Von der Gewalttätigkeit des Schweigens

„Entre el silencio y la violencia“ im Espacio Fundación Telefónica

Von Susanne Franz


Werk von Cristina Piffer.

Die Ausstellung „Entre el silencio y la violencia“, die die Stiftung arteBA im November 2003 in New York bei Sotheby’s im Rahmen einer Auktion lateinamerikanischer Kunst zeigte, beleuchtet die Kunstproduktion der „bleiernen Zeit“ Argentiniens, der Militärdiktatur, die Ende der 1970er Jahre begann, und die Auswirkungen des Kunstschaffens dieser Zeit auf die nachfolgenden Generationen. Laut der Kuratorin Mercedes Casanegra kristallisierten sich zwei dominante Richtungen heraus: der Konzeptualismus bzw. später, bei der jüngeren, von den Ereignissen beeinflussten Generation, der Neo-Konzeptualismus (den Casanegra mit „silencio“, also Schweigen, gleichsetzt), und die Werke jener Künstler, die mit der Gewalt (also „violencia“) gearbeitet hätten, um die violenten Ereignisse ihrer Zeit zu verarbeiten.

Die Aufteilung in diese zwei Kriterien leuchtet nicht ganz ein, da Gewalt und Schweigen (Passivität), wie Aggression und Depression, zwei Seiten der gleichen Medaille sind. Vielleicht ist es aus diesem Grund auch unmöglich zu bestimmen, welcher Künstler in dieser Ausstellung dem „Schweigen“ und welcher der „Gewalt“ zuzuordnen ist, und vielleicht überlässt die Kuratorin die Einteilung deshalb dem Betrachter, wie sie bei der Eröffnung im „Espacio Fundación Telefónica“ im November 2004 betonte.

In der Ausstellung „Entre el silencio y la violencia“ in New York waren Werke der Künstler Luis F. Benedit, Oscar Bony, Roberto Elia, León Ferrari, Norberto Gómez, Victor Grippo, Alberto Heredia, Jorge Macchi, Cristina Piffer, Liliana Porter, Graciela Sacco und Edgardo A. Vigo zu sehen; für die nun in Argentinien gezeigte Version kommen Juan Carlos Distéfano, Juan Carlos Romero und Horacio Zabala hinzu.
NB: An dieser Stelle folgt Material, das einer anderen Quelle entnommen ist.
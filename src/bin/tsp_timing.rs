use std::time::{Duration, Instant};

use textbook_algorithms::tsp::{self, DistanceMatrix};

const MIN_LOCATIONS: usize = 4;
const MAX_LOCATIONS: usize = 9;
const NUMBER_OF_ROUNDS: u32 = 5;

fn create_test_matrix(size: usize) -> DistanceMatrix {
    let rows = (0..size)
        .map(|from| {
            (0..size)
                .map(|to| {
                    if from == to {
                        0.0
                    } else {
                        ((from * 7 + to * 13) % 29 + 1) as f64
                    }
                })
                .collect()
        })
        .collect();
    DistanceMatrix::new(rows).expect("Generated test matrix must be valid")
}

fn calculate_std_deviation_in_micros(mean: &Duration, measurements: &[Duration]) -> u64 {
    let mean_micros = mean.as_micros() as i128;
    let sum = measurements
        .iter()
        .map(|m| m.as_micros() as i128 - mean_micros)
        .map(|v| v.pow(2).unsigned_abs())
        .sum::<u128>();
    let variance = sum / measurements.len() as u128;
    (variance as f64).sqrt().round() as u64
}

fn main() {
    for size in MIN_LOCATIONS..=MAX_LOCATIONS {
        println!("Creating test matrix with {} locations", size);
        let matrix = create_test_matrix(size);
        let mut durations: Vec<Duration> = Vec::new();

        for round in 1..=NUMBER_OF_ROUNDS {
            let start = Instant::now();
            let solution = tsp::solve(&matrix);
            let duration = start.elapsed();

            println!(
                "Finished round {} after {} microseconds, cost {}",
                round,
                duration.as_micros(),
                solution.cost(),
            );
            durations.push(duration);
        }

        let min_duration = durations.iter().min().copied().unwrap_or_default();
        let max_duration = durations.iter().max().copied().unwrap_or_default();
        let avg_duration = durations.iter().sum::<Duration>() / NUMBER_OF_ROUNDS;
        let std_deviation = calculate_std_deviation_in_micros(&avg_duration, &durations);

        println!(
            "Locations: {}, Min: {}, Max: {}, Average: {}, Std Deviation: {}",
            size,
            min_duration.as_micros(),
            max_duration.as_micros(),
            avg_duration.as_micros(),
            std_deviation,
        );
    }
}
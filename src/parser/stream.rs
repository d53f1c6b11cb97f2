//! Token stream and cursor
//!
//! The scanner is drained completely before parsing starts. The resulting
//! [`TokenStream`] is immutable; parsing only ever moves a [`Cursor`] over it,
//! so backtracking is a matter of saving and restoring that cursor.

use super::lexer::{Token, TokenKind};

/// A position in a [`TokenStream`].
///
/// Valid cursors range over `0..=len`, where `len` is the index of the
/// end-of-input token.
#[derive(Debug, Clone, Copy, PartialEq, Eq, PartialOrd, Ord, Hash, Default)]
pub struct Cursor(usize);

impl Cursor {
    pub fn new(index: usize) -> Self {
        Cursor(index)
    }

    pub fn index(self) -> usize {
        self.0
    }

    pub(crate) fn offset(self, n: usize) -> Cursor {
        Cursor(self.0 + n)
    }

    pub(crate) fn next(self) -> Cursor {
        self.offset(1)
    }

    pub(crate) fn prev(self) -> Cursor {
        Cursor(self.0.saturating_sub(1))
    }
}

/// Tokens `0..len` followed by a single `EOT` marker at index `len`.
#[derive(Debug, Clone, PartialEq, Eq)]
pub struct TokenStream {
    tokens: Vec<Token>,
}

impl TokenStream {
    /// Build a stream from scanned tokens; `end_line` is the line the
    /// end-of-input marker is reported on.
    pub fn new(mut tokens: Vec<Token>, end_line: usize) -> Self {
        tokens.push(Token::new(TokenKind::Eot, "EOT", end_line));
        Self { tokens }
    }

    /// Number of real tokens, excluding the end marker.
    pub fn len(&self) -> usize {
        self.tokens.len() - 1
    }

    pub fn is_empty(&self) -> bool {
        self.len() == 0
    }

    /// The real tokens, excluding the end marker.
    pub fn tokens(&self) -> &[Token] {
        &self.tokens[..self.len()]
    }

    /// Cursor at the end-of-input token.
    pub fn end(&self) -> Cursor {
        Cursor(self.len())
    }

    /// Token at `cursor`; positions past the end read as the end marker.
    pub fn get(&self, cursor: Cursor) -> &Token {
        let index = cursor.0.min(self.len());
        &self.tokens[index]
    }

    pub fn eot(&self) -> &Token {
        &self.tokens[self.len()]
    }
}

#[cfg(test)]
mod tests {
    use super::*;

    #[test]
    fn test_end_marker() {
        let stream = TokenStream::new(vec![Token::new(TokenKind::Id, "x", 1)], 4);

        assert_eq!(stream.len(), 1);
        assert_eq!(stream.tokens().len(), 1);
        assert_eq!(stream.end(), Cursor::new(1));
        assert_eq!(stream.eot(), &Token::new(TokenKind::Eot, "EOT", 4));
    }

    #[test]
    fn test_reads_past_end_clamp() {
        let stream = TokenStream::new(Vec::new(), 1);

        assert!(stream.is_empty());
        assert!(stream.get(Cursor::new(0)).is(TokenKind::Eot));
        assert!(stream.get(Cursor::new(3)).is(TokenKind::Eot));
    }
}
Darüber hinaus wurde ein Buch mit Texten von Oscar Terán und Daniel Link sowie einer sorgfältigen Chronologie von Silvia Dolinko herausgegeben.

Weniger wäre mehr gewesen – die für die Präsentation im Ausland gedachte Kurzfassung scheint konziser und weit aussagekräftiger als die nun gezeigte Schau. Dennoch lohnt sich ein Besuch im „Espacio Fundación Telefónica“, in dem die Ausstellung noch bis zum 13. März bei freiem Eintritt gezeigt wird: Es gibt einige beeindruckende Stücke der Meister Gómez oder Grippo, und die Werke der „jungen Generation“ Piffer, Macchi und Sacco sind herausragend.

Ein großer Wermutstropfen: Möglicherweise ist die Ausstellung die letzte, die im „Espacio Fundación Telefónica“ stattfinden wird. Auch wenn sie wie geplant bis März hängen bleibt, hat sie den Giganten Telefónica dazu bewogen, keine kontroversen Kunstausstellungen dieser Art mehr zu zeigen; die Kündigung der Kuratorin Corinne Sacca Abadi, die den „Espacio“ im Laufe des Jahres 2004 in einen zentralen Ort für die zeitgenössische Kunst Argentiniens verwandelt hatte, wurde entgegengenommen. Ob es weiter Kunst im „Espacio“ geben wird, ist noch unklar.
(„Entre el silencio y la violencia“, Ausstellung der Stiftung arteBA. Espacio Fundación Telefónica, Arenales 1540. Eintritt frei. Mo-So 14-20.30 Uhr. 25.11.-13.3.)

Der Artikel erschien im Argentinischen Tageblatt vom 15.1.2005.